**Collected data entries**
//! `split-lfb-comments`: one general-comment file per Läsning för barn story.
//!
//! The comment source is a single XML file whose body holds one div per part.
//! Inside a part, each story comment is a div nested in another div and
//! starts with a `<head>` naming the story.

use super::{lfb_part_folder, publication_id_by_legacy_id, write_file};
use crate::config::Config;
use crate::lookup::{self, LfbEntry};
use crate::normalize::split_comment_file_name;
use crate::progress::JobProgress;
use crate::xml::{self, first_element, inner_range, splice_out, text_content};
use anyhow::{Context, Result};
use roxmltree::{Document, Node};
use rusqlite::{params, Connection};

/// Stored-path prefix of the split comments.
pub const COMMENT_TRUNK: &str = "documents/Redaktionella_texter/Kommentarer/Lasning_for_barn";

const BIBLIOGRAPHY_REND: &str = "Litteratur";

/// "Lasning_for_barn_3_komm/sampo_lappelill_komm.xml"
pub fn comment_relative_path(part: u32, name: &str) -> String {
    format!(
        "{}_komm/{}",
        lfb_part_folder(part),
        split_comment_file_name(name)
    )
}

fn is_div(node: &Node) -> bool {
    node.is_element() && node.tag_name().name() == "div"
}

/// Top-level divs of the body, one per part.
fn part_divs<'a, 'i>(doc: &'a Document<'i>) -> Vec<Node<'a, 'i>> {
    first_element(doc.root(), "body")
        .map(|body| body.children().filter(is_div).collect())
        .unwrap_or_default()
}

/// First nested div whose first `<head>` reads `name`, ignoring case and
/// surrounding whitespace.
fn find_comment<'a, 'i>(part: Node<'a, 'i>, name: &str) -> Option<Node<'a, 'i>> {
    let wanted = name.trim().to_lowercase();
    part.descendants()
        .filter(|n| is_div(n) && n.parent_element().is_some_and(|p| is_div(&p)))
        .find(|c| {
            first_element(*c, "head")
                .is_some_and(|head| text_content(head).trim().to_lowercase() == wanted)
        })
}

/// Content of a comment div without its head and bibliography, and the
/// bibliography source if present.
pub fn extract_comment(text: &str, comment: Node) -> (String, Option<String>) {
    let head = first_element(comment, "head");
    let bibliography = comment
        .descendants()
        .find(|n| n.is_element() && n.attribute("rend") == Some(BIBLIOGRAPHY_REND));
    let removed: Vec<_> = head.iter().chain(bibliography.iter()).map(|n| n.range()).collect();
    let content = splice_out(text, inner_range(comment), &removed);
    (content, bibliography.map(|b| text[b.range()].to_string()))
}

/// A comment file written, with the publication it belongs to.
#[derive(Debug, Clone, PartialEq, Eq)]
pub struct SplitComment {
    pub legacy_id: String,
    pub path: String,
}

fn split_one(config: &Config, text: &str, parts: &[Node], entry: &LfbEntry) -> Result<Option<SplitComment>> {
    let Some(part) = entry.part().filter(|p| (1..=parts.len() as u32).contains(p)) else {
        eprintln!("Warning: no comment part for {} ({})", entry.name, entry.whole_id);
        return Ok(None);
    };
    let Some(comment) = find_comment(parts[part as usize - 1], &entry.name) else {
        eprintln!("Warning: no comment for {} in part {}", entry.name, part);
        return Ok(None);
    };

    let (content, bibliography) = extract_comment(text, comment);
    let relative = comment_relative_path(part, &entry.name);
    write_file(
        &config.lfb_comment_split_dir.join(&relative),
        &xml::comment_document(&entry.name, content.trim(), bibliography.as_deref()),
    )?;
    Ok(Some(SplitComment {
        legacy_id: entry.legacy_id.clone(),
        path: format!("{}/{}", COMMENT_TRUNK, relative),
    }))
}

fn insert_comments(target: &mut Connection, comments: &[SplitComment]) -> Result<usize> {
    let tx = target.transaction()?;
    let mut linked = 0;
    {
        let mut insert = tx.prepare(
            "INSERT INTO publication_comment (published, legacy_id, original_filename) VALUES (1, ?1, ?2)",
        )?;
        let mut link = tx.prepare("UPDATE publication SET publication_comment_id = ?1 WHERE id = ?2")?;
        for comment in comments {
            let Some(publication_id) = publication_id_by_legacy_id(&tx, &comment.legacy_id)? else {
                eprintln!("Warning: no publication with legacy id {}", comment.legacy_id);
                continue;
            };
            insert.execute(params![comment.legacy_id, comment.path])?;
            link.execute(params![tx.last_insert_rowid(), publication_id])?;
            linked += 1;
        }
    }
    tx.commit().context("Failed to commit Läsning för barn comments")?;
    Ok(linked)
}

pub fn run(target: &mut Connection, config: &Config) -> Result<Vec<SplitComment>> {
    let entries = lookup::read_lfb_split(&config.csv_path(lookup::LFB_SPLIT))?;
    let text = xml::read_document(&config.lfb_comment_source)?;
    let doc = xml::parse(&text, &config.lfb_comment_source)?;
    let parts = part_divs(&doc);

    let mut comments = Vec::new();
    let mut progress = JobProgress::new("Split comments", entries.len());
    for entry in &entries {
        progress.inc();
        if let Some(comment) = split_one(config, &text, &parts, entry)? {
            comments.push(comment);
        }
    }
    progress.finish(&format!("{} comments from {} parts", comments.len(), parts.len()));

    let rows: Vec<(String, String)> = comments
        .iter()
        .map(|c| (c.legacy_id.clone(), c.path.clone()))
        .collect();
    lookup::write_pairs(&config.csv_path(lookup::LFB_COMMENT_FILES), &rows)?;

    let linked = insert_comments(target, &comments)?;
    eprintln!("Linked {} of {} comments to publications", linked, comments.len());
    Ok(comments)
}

**Task requirements**
The answer must be every line of the data that contains the word "iter".

**Output below**
    let removed: Vec<_> = head.iter().chain(bibliography.iter()).map(|n| n.range()).collect();
        .iter()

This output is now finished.